Take a step back and ask, "Who are we and who do we want to be?"

Be real about who you are today, and acknowledge who you want to be.

Your role as an HR leader

One of Julia's leadership philosophies as an HR leader is not making decisions for her people and their organization. Instead, she makes recommendations based on the surveys she has conducted.

She talks to people and gets input from lots of different sources. She makes recommendations, because it's not about what she wants but what their people want.

HR leaders are advocates for the people. Being an advocate for the people is having a voice for the people and amplifying their voice. If you take the data from the surveys and put it into action, the people feel heard.

People would prefer to take many surveys and have their voice heard, than be told these are the new benefits that we're doing.

If you're an executive leader and you're only thinking about your ideas and thinking that you know all the answers, you're going to fail because you almost never know the answer.

Being a good leader is somebody who knows their strengths, knows the areas that they have no clue about, knows the areas where they know a little and can get by, and is willing to be humble enough to admit it and say, I have no idea what I'm doing.

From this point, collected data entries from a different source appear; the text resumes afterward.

#[async_trait]
impl ClusterApi for InMemoryCluster {
    async fn create_sandbox(&self, spec: &SandboxSpec) -> Result<()> {
        let mut state = self.state()?;
        if let Some(reason) = &state.reject_creates {
            return Err(Error::Admission(reason.clone()));
        }
        let pod_key = (spec.namespace.clone(), spec.name.clone());
        if state.pods.contains_key(&pod_key) {
            return Err(Error::AlreadyExists(format!("sandbox {}", spec.reference())));
        }

        let script = state
            .scripts
            .pop_front()
            .unwrap_or_else(|| vec![PodEvent::Status(SandboxStatus::pending()), PodEvent::Ready]);
        let mut status = SandboxStatus::pending();
        status.labels = spec.labels.clone();

        state.calls.push(ClusterCall::CreateSandbox(spec.name.clone()));
        state.created.push(spec.clone());
        state.pods.insert(
            pod_key,
            Pod {
                spec: spec.clone(),
                script: script.into(),
                status,
                files: SharedFiles::default(),
            },
        );
        state.peak_live = state.peak_live.max(state.pods.len());
        debug!(sandbox = %spec.reference(), "Simulated sandbox created");
        Ok(())
    }

    async fn get_sandbox(&self, sandbox: &SandboxRef) -> Result<Option<SandboxStatus>> {
        let mut state = self.state()?;
        let pod_key = key(sandbox);
        let Some(pod) = state.pods.get_mut(&pod_key) else {
            return Ok(None);
        };

        if !pod.status.deleting {
            let event = if pod.script.len() > 1 {
                pod.script.pop_front()
            } else {
                pod.script.front().cloned()
            };
            match event {
                Some(PodEvent::Status(mut status)) => {
                    status.labels = pod.spec.labels.clone();
                    pod.status = status;
                }
                Some(PodEvent::Ready) => pod.status = ready_status(&pod.spec),
                Some(PodEvent::Vanish) => {
                    state.pods.remove(&pod_key);
                    return Ok(None);
                }
                None => {}
            }
        }
        Ok(Some(pod.status.clone()))
    }

    async fn delete_sandbox(&self, sandbox: &SandboxRef, grace_seconds: u64) -> Result<()> {
        let mut state = self.state()?;
        state.calls.push(ClusterCall::DeleteSandbox {
            name: sandbox.name.clone(),
            grace_seconds,
        });
        let pod_key = key(sandbox);
        if !state.pods.contains_key(&pod_key) {
            return Err(Error::NotFound(format!("sandbox {}", sandbox)));
        }
        if state.stuck_deletions && grace_seconds > 0 {
            if let Some(pod) = state.pods.get_mut(&pod_key) {
                pod.status.deleting = true;
            }
        } else {
            state.pods.remove(&pod_key);
        }
        Ok(())
    }

    async fn list_sandboxes(
        &self,
        namespace: &str,
        selector: &BTreeMap<String, String>,
    ) -> Result<Vec<(SandboxRef, SandboxStatus)>> {
        let state = self.state()?;
        Ok(state
            .pods
            .iter()
            .filter(|((ns, _), _)| ns == namespace)
            .filter(|(_, pod)| {
                selector
                    .iter()
                    .all(|(k, v)| pod.spec.labels.get(k) == Some(v))
            })
            .map(|((ns, name), pod)| (SandboxRef::new(ns, name), pod.status.clone()))
            .collect())
    }

    async fn create_config_object(&self, namespace: &str, object: &ConfigObject) -> Result<()> {
        let mut state = self.state()?;
        if let Some(reason) = &state.reject_creates {
            return Err(Error::Admission(reason.clone()));
        }
        let object_key = (namespace.to_string(), object.kind, object.name.clone());
        if state.objects.contains_key(&object_key) {
            return Err(Error::AlreadyExists(format!(
                "{} {}/{}",
                object.kind, namespace, object.name
            )));
        }
        state
            .calls
            .push(ClusterCall::CreateConfigObject(object.name.clone()));
        state.objects.insert(object_key, object.clone());
        Ok(())
    }

    async fn get_config_object(
        &self,
        namespace: &str,
        kind: ConfigObjectKind,
        name: &str,
    ) -> Result<Option<ConfigObject>> {
        let state = self.state()?;
        Ok(state
            .objects
            .get(&(namespace.to_string(), kind, name.to_string()))
            .cloned())
    }

    async fn delete_config_object(
        &self,
        namespace: &str,
        kind: ConfigObjectKind,
        name: &str,
    ) -> Result<()> {
        let mut state = self.state()?;
        state
            .calls
            .push(ClusterCall::DeleteConfigObject(name.to_string()));
        state
            .objects
            .remove(&(namespace.to_string(), kind, name.to_string()))
            .map(|_| ())
            .ok_or_else(|| Error::NotFound(format!("{} {}/{}", kind, namespace, name)))
    }

    async fn exec(&self, sandbox: &SandboxRef, unit: &str, argv: &[String]) -> Result<ExecStream> {
        let session = {
            let mut state = self.state()?;
            state.calls.push(ClusterCall::Exec {
                sandbox: sandbox.name.clone(),
                unit: unit.to_string(),
            });
            let pod = state
                .pods
                .get(&key(sandbox))
                .ok_or_else(|| Error::NotFound(format!("sandbox {}", sandbox)))?;
            if pod.status.phase != SandboxPhase::Running || pod.status.deleting {
                return Err(Error::ClusterApi {
                    status: 400,
                    message: format!("sandbox {} is not running", sandbox),
                });
            }
            let spec = pod
                .spec
                .units()
                .find(|u| u.name == unit)
                .ok_or_else(|| Error::NotFound(format!("unit {} in {}", unit, sandbox)))?;

            let mut env = BTreeMap::new();
            for source in &spec.env_from {
                let (kind, name) = match source {
                    EnvSource::ConfigMap(name) => (ConfigObjectKind::ConfigMap, name),
                    EnvSource::Secret(name) => (ConfigObjectKind::Secret, name),
                };
                if let Some(object) =
                    state
                        .objects
                        .get(&(sandbox.namespace.clone(), kind, name.clone()))
                {
                    env.extend(object.data.clone());
                }
            }
            env.extend(spec.env.clone());

            ExecSession {
                sandbox: sandbox.clone(),
                unit: unit.to_string(),
                argv: argv.to_vec(),
                env,
                working_dir: spec.working_dir.clone().unwrap_or_else(|| "/".to_string()),
                files: pod.files.clone(),
            }
        };
        self.handler.exec(session).await
    }

    async fn logs(&self, sandbox: &SandboxRef, unit: &str, tail_lines: u32) -> Result<Vec<String>> {
        let mut state = self.state()?;
        state.calls.push(ClusterCall::Logs {
            sandbox: sandbox.name.clone(),
            unit: unit.to_string(),
        });
        let pod = state
            .pods
            .get(&key(sandbox))
            .ok_or_else(|| Error::NotFound(format!("sandbox {}", sandbox)))?;
        let image = pod
            .spec
            .units()
            .find(|u| u.name == unit)
            .map(|u| u.image.clone())
            .ok_or_else(|| Error::NotFound(format!("unit {} in {}", unit, sandbox)))?;

        let lines = state
            .unit_logs
            .get(unit)
            .cloned()
            .unwrap_or_else(|| vec![format!("{} started from {}", unit, image)]);
        let skip = lines.len().saturating_sub(tail_lines as usize);
        Ok(lines.into_iter().skip(skip).collect())
    }
}

#[cfg(test)]
mod tests {
    use super::*;
    use crate::shell::collect;
    use kiln_core::sandbox::{ResourceRequirements, SecurityProfile, UnitSpec};
    use pretty_assertions::assert_eq;

    fn spec(name: &str) -> SandboxSpec {
        SandboxSpec {
            name: name.to_string(),
            namespace: "ci".to_string(),
            labels: BTreeMap::from([("kiln.dev/managed-by".to_string(), "kiln".to_string())]),
            annotations: BTreeMap::new(),
            primary: UnitSpec {
                name: "runner".to_string(),
                image: "ubuntu:22.04".to_string(),
                command: None,
                working_dir: Some("/kiln/workspace".to_string()),
                env: BTreeMap::from([("FROM_SPEC".to_string(), "1".to_string())]),
                env_from: vec![EnvSource::ConfigMap(format!("{}-env", name))],
                ports: vec![],
                mounts: vec![],
                resources: ResourceRequirements::default(),
                security: SecurityProfile::default(),
            },
            services: vec![],
            volumes: vec![],
            config_objects: vec![],
            node_selector: BTreeMap::new(),
            tolerations: vec![],
            affinity: vec![],
            service_account: None,
            active_deadline_seconds: None,
            termination_grace_seconds: 10,
        }
    }

    #[tokio::test]
    async fn test_default_script_becomes_ready() {
        let cluster = InMemoryCluster::new();
        let sandbox = spec("kiln-a");
        cluster.create_sandbox(&sandbox).await.unwrap();

        let first = cluster.get_sandbox(&sandbox.reference()).await.unwrap().unwrap();
        assert_eq!(first.phase, SandboxPhase::Pending);
        let second = cluster.get_sandbox(&sandbox.reference()).await.unwrap().unwrap();
        assert_eq!(second.phase, SandboxPhase::Running);
        assert!(second.primary().unwrap().ready);
        assert_eq!(second.labels["kiln.dev/managed-by"], "kiln");
    }

    #[tokio::test]
    async fn test_vanish_removes_sandbox() {
        let cluster = InMemoryCluster::new();
        cluster.script_next_sandbox(vec![PodEvent::Vanish]);
        let sandbox = spec("kiln-a");
        cluster.create_sandbox(&sandbox).await.unwrap();

        assert!(cluster.get_sandbox(&sandbox.reference()).await.unwrap().is_none());
        assert!(cluster.live_sandboxes().is_empty());
    }

    #[tokio::test]
    async fn test_stuck_deletion_needs_force() {
        let cluster = InMemoryCluster::new();
        cluster.stick_deletions();
        let sandbox = spec("kiln-a");
        cluster.create_sandbox(&sandbox).await.unwrap();

        cluster.delete_sandbox(&sandbox.reference(), 30).await.unwrap();
        let status = cluster.get_sandbox(&sandbox.reference()).await.unwrap().unwrap();
        assert!(status.deleting);

        cluster.delete_sandbox(&sandbox.reference(), 0).await.unwrap();
        assert!(cluster.live_sandboxes().is_empty());
        assert_eq!(cluster.deletions_of("kiln-a"), vec![30, 0]);

        let again = cluster.delete_sandbox(&sandbox.reference(), 0).await;
        assert!(matches!(again, Err(Error::NotFound(_))));
    }

    #[tokio::test]
    async fn test_exec_sees_config_object_env() {
        let cluster = InMemoryCluster::new();
        cluster.script_next_sandbox(vec![PodEvent::Ready]);
        let sandbox = spec("kiln-a");
        cluster.insert_config_object(
            "ci",
            ConfigObject {
                name: "kiln-a-env".to_string(),
                kind: ConfigObjectKind::ConfigMap,
                labels: BTreeMap::new(),
                data: BTreeMap::from([("GREETING".to_string(), "hello".to_string())]),
            },
        );
        cluster.create_sandbox(&sandbox).await.unwrap();
        cluster.get_sandbox(&sandbox.reference()).await.unwrap();

        let argv = vec![
            "sh".to_string(),
            "-c".to_string(),
            "echo $GREETING $FROM_SPEC; pwd".to_string(),
        ];
        let stream = cluster.exec(&sandbox.reference(), "runner", &argv).await.unwrap();
        let (out, _, code) = collect(stream).await.unwrap();
        assert_eq!(out, "hello 1\n/kiln/workspace\n");
        assert_eq!(code, 0);
    }

    #[tokio::test]
    async fn test_exec_before_ready_is_rejected() {
        let cluster = InMemoryCluster::new();
        let sandbox = spec("kiln-a");
        cluster.create_sandbox(&sandbox).await.unwrap();
        let result = cluster
            .exec(&sandbox.reference(), "runner", &["true".to_string()])
            .await;
        assert!(matches!(result, Err(Error::ClusterApi { status: 400, .. })));
    }

    #[tokio::test]
    async fn test_admission_rejection_and_peak_tracking() {
        let cluster = InMemoryCluster::new();
        cluster.create_sandbox(&spec("kiln-a")).await.unwrap();
        cluster.create_sandbox(&spec("kiln-b")).await.unwrap();
        cluster
            .delete_sandbox(&SandboxRef::new("ci", "kiln-a"), 0)
            .await
            .unwrap();
        assert_eq!(cluster.peak_live_sandboxes(), 2);

        cluster.reject_creates("exceeded quota");
        let result = cluster.create_sandbox(&spec("kiln-c")).await;
        assert!(matches!(result, Err(Error::Admission(_))));
    }
}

As a leader, you don't have to make the decisions. Talk to your people, survey extensively and get inputs from them to be able to make recommendations instead.

Decisions vs approvals

Decisions and approvals are two different things. You might make approvals, you might make announcements, but not the decisions.

What's the difference between the two within an organization?

It's making the recommendations to the team, says Julia.

Whether you're doing a global survey on your team or talking on your daily senior leadership team stand up, you're bringing the recommendations, and then decisions are made as a team. Approvals are then done by the CEO or the board. Decisions are not made by one person but by a group of people.

Once the approval is done, you then make the announcement. Announcements are Julia's favorite part. She tries to make them fun. Their monthly Scalers on deck meetings are always a riot.

How does Julia make their announcements fun?

They rebranded their monthly all-hands meeting. They shifted it to a "Scalers on deck" meeting to make it sound more fun.

They've also moved from the traditional one person who is delivering a lot of information, or you're hearing an announcement from every department to now, they change it up every time.

Julia asks each senior leader to think of something that's relevant within their department to share with the team, and then asks them to choose somebody on their team to present it. So they're having the Scalers present to the rest of the Scalers.

Peers learn better from peers, says Julia. You're going to listen way more when it's your friend talking than when it's HR talking.

Incorporating your brand into your meeting is one of the best ways to permeate the brand through everything, because it's not just the all-hands meeting, it's the Scalers on deck meeting.

Focus on opportunities

What does focus on opportunities mean in the context of leadership?

When their CEO does the "focus on opportunity" talk at the beginning of their Scalers on deck meeting, he shares his perspective about what opportunities they need to focus on.

Visibility is an important leadership characteristic. If you're a leader, don't assume that everybody else knows what you know.

Their CEO makes sure that everybody else knows what he knows. He verbally pushes it out into the organization, as opposed to assuming that everybody knows what opportunities they need to focus on.

Important leadership characteristics

What are some of the most important leadership characteristics that Julia looks for in a candidate?

Being supportive is Julia's number one guiding principle. As a leader, you should support your employees as they grow.

Another one is being curious or urgent curiosity as their CEO calls it. You have to be humble enough to know what you don't know and be willing to learn.

Have the interest to learn to get there and not the ego to think you're already there.

Julia's advice to herself

What advice would Julia give her younger self?

She would tell her younger self to just jump on everything in life, to go for it, and to trust herself.